When the judge turned his attention to the respondent, Simon Murrain stood to address the court looking more like a walking advertis.e.m.e.nt for expensive men's wear than an attorney.

Simon oozed charm with all the proficiency of a hangman leading the way to the gallows. Close to Al in age, Simon was of a different bent. His argument was presented with show and words-- it worked well with juries who tended to watch him instead of what he said. Today, there was no jury present, but his modus operandi didn't change.

"Your honor," he commenced. "The plaintiff was given a fair hearing under the rules of Belmont University. She was given due process.

Despite the fact that she forged many evaluation forms causing untold harm to two young faculty persons, the university made every effort to treat her with fairness and consideration." He continued for some time in the same vein, constantly and consistently referring to the plaintiff as a forger--a criminal.
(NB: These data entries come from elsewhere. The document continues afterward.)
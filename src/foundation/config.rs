use std::{
    fs::File,
    io::BufReader,
    path::{Path, PathBuf},
    time::Duration,
};

use anyhow::Context as _;
use reqwest::Url;
use serde::{Deserialize, Serialize};

use crate::foundation::error::{TicketError, TicketResult};

/// Backend base used when the page host is a local development host.
pub const LOCAL_API_BASE: &str = "http://localhost:4000";

/// Backend base used everywhere else.
pub const PRODUCTION_API_BASE: &str =
    "https://ticket-backend-davetechinnovation1440-jgqqgsbi.leapcell.dev";

/// What to do when the readiness wait is exhausted without observing a ready card.
#[derive(Clone, Copy, Debug, Default, PartialEq, Eq, Serialize, Deserialize)]
#[serde(rename_all = "snake_case")]
pub enum ReadinessPolicy {
    /// Warn the user and capture anyway.
    #[default]
    ProceedWithWarning,
    /// Stop the delivery attempt.
    Abort,
}

/// Opaque RGB color, serialized as `#rrggbb`.
#[derive(Clone, Copy, Debug, PartialEq, Eq)]
pub struct Rgb8(pub [u8; 3]);

impl Rgb8 {
    /// Pure white.
    pub const WHITE: Self = Self([255, 255, 255]);

    /// Parse `#rrggbb` (leading `#` optional).
    pub fn parse(s: &str) -> TicketResult<Self> {
        let hex = s.trim().trim_start_matches('#');
        if hex.len() != 6 || !hex.is_ascii() {
            return Err(TicketError::validation(format!(
                "color must be '#rrggbb', got '{s}'"
            )));
        }
        let mut out = [0u8; 3];
        for (i, slot) in out.iter_mut().enumerate() {
            *slot = u8::from_str_radix(&hex[i * 2..i * 2 + 2], 16)
                .map_err(|e| TicketError::validation(format!("bad color '{s}': {e}")))?;
        }
        Ok(Self(out))
    }

    /// Lowercase `#rrggbb` representation.
    pub fn to_hex(self) -> String {
        format!("#{:02x}{:02x}{:02x}", self.0[0], self.0[1], self.0[2])
    }
}

impl Serialize for Rgb8 {
    fn serialize<S: serde::Serializer>(&self, s: S) -> Result<S::Ok, S::Error> {
        s.serialize_str(&self.to_hex())
    }
}

impl<'de> Deserialize<'de> for Rgb8 {
    fn deserialize<D: serde::Deserializer<'de>>(d: D) -> Result<Self, D::Error> {
        let s = String::deserialize(d)?;
        Self::parse(&s).map_err(serde::de::Error::custom)
    }
}

/// Raster capture parameters.
#[derive(Clone, Debug, PartialEq, Serialize, Deserialize)]
#[serde(default, deny_unknown_fields)]
pub struct CaptureSettings {
    /// Logical output width in CSS pixels.
    pub width_px: u32,
    /// Device pixel multiplier applied to width and height.
    pub pixel_ratio: f32,
    /// Background painted under the card.
    pub background: Rgb8,
    /// JPEG quality factor in `(0, 1]`.
    pub quality: f32,
    /// Unconditional pause after image checks pass.
    pub settle_delay_ms: u64,
    /// Font family forced onto the card for the duration of a capture.
    pub safe_font_family: String,
}

impl Default for CaptureSettings {
    fn default() -> Self {
        Self {
            width_px: 330,
            pixel_ratio: 2.0,
            background: Rgb8::WHITE,
            quality: 0.95,
            settle_delay_ms: 250,
            safe_font_family: "Arial, Roboto, sans-serif".to_string(),
        }
    }
}

/// Top-level pipeline configuration, loadable from a JSON file.
///
/// Every field has a default so an empty `{}` document is a valid configuration.
#[derive(Clone, Debug, PartialEq, Serialize, Deserialize)]
#[serde(default, deny_unknown_fields)]
pub struct PipelineConfig {
    /// Origin of the page hosting the flow (used for QR links and backend selection).
    pub page_origin: Option<String>,
    /// Backend base for non-local hosts.
    pub production_api_base: String,
    /// Backend base for local development hosts.
    pub local_api_base: String,
    /// Hostnames treated as local development.
    pub local_hostnames: Vec<String>,
    /// Logo location: filesystem path or `http(s)` URL.
    pub logo: String,
    /// Bound on the logo fetch.
    pub logo_timeout_ms: u64,
    /// Bound on each readiness wait attempt.
    pub readiness_timeout_ms: u64,
    /// Retries after the first readiness wait attempt.
    pub readiness_max_retries: u32,
    /// Pause between readiness wait attempts.
    pub readiness_backoff_ms: u64,
    /// Behavior once readiness waits are exhausted.
    pub readiness_policy: ReadinessPolicy,
    /// Capture parameters.
    pub capture: CaptureSettings,
    /// Extra directories scanned for `.ttf`/`.otf`/`.ttc` fonts.
    pub font_dirs: Vec<PathBuf>,
    /// Path of the persisted wizard snapshot store.
    pub state_path: PathBuf,
}

impl Default for PipelineConfig {
    fn default() -> Self {
        Self {
            page_origin: None,
            production_api_base: PRODUCTION_API_BASE.to_string(),
            local_api_base: LOCAL_API_BASE.to_string(),
            local_hostnames: vec!["localhost".to_string(), "127.0.0.1".to_string()],
            logo: "logo1.webp".to_string(),
            logo_timeout_ms: 4_000,
            readiness_timeout_ms: 1_500,
            readiness_max_retries: 3,
            readiness_backoff_ms: 250,
            readiness_policy: ReadinessPolicy::default(),
            capture: CaptureSettings::default(),
            font_dirs: Vec::new(),
            state_path: PathBuf::from("ecoticket-state.json"),
        }
    }
}

impl PipelineConfig {
    /// Read and validate a JSON configuration file.
    pub fn load(path: &Path) -> anyhow::Result<Self> {
        let f = File::open(path).with_context(|| format!("open config '{}'", path.display()))?;
        let cfg: Self = serde_json::from_reader(BufReader::new(f))
            .with_context(|| format!("parse config '{}'", path.display()))?;
        cfg.validate()?;
        Ok(cfg)
    }

    /// Reject values that would make capture or waiting meaningless.
    pub fn validate(&self) -> TicketResult<()> {
        if self.capture.width_px == 0 {
            return Err(TicketError::validation("capture.width_px must be > 0"));
        }
        if !self.capture.pixel_ratio.is_finite() || self.capture.pixel_ratio <= 0.0 {
            return Err(TicketError::validation(
                "capture.pixel_ratio must be finite and > 0",
            ));
        }
        if !(self.capture.quality > 0.0 && self.capture.quality <= 1.0) {
            return Err(TicketError::validation("capture.quality must be in (0, 1]"));
        }
        if self.capture.safe_font_family.trim().is_empty() {
            return Err(TicketError::validation(
                "capture.safe_font_family must be non-empty",
            ));
        }
        if self.readiness_timeout_ms == 0 {
            return Err(TicketError::validation("readiness_timeout_ms must be > 0"));
        }
        if let Some(origin) = &self.page_origin {
            Url::parse(origin)
                .map_err(|e| TicketError::validation(format!("bad page_origin '{origin}': {e}")))?;
        }
        Ok(())
    }

    /// Page context derived from `page_origin`.
    pub fn page(&self) -> PageContext {
        PageContext::from_origin(self.page_origin.as_deref())
    }

    /// Backend base selected for this configuration's page host.
    pub fn api_base(&self) -> String {
        ApiBase::resolve(self.page().host(), self).0
    }

    pub fn logo_timeout(&self) -> Duration {
        Duration::from_millis(self.logo_timeout_ms)
    }

    pub fn readiness_timeout(&self) -> Duration {
        Duration::from_millis(self.readiness_timeout_ms)
    }

    pub fn readiness_backoff(&self) -> Duration {
        Duration::from_millis(self.readiness_backoff_ms)
    }
}

/// Where the flow is running. Without an origin there is no execution context for URL building.
#[derive(Clone, Debug, Default, PartialEq, Eq)]
pub struct PageContext {
    origin: Option<Url>,
}

impl PageContext {
    /// Build from an origin string; unparsable origins are treated as absent.
    pub fn from_origin(origin: Option<&str>) -> Self {
        let origin = origin.and_then(|o| match Url::parse(o) {
            Ok(u) if u.has_host() => Some(u),
            Ok(_) | Err(_) => {
                tracing::debug!(origin = o, "ignoring unusable page origin");
                None
            }
        });
        Self { origin }
    }

    /// Parsed origin, if any.
    pub fn origin(&self) -> Option<&Url> {
        self.origin.as_ref()
    }

    /// Host of the origin, if any.
    pub fn host(&self) -> Option<&str> {
        self.origin.as_ref().and_then(|u| u.host_str())
    }
}

/// Selected backend base URL.
#[derive(Clone, Debug, PartialEq, Eq)]
pub struct ApiBase(pub String);

impl ApiBase {
    /// Choose the backend by comparing the page host against the local development hostnames.
    pub fn resolve(page_host: Option<&str>, cfg: &PipelineConfig) -> Self {
        let is_local = page_host
            .map(|h| cfg.local_hostnames.iter().any(|l| l.eq_ignore_ascii_case(h)))
            .unwrap_or(false);
        let base = if is_local {
            &cfg.local_api_base
        } else {
            &cfg.production_api_base
        };
        Self(base.trim_end_matches('/').to_string())
    }
}

#[cfg(test)]
#[path = "../../tests/unit/foundation/config.rs"]
mod tests;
Gleefully, Murrain reflected, in court, we attorneys can say anything, or most anything, we want to. We do not have to operate under the constraints imposed on the rest of the populace and preface a charge with the word alleged. Truth is not required of us either, although most judges attempt to keep the elocution within the bounds of propriety.

Another check in the system is the presence of the opposing attorney who is supposed to function to limit any freewheeling antics of his colleague by appealing to the judge.

But Al did not object to Simon's presentation. He felt confident that the judge would rule on the law, not on the performance.

Besides, he rather enjoyed watching and listening to Simon's kind of theater.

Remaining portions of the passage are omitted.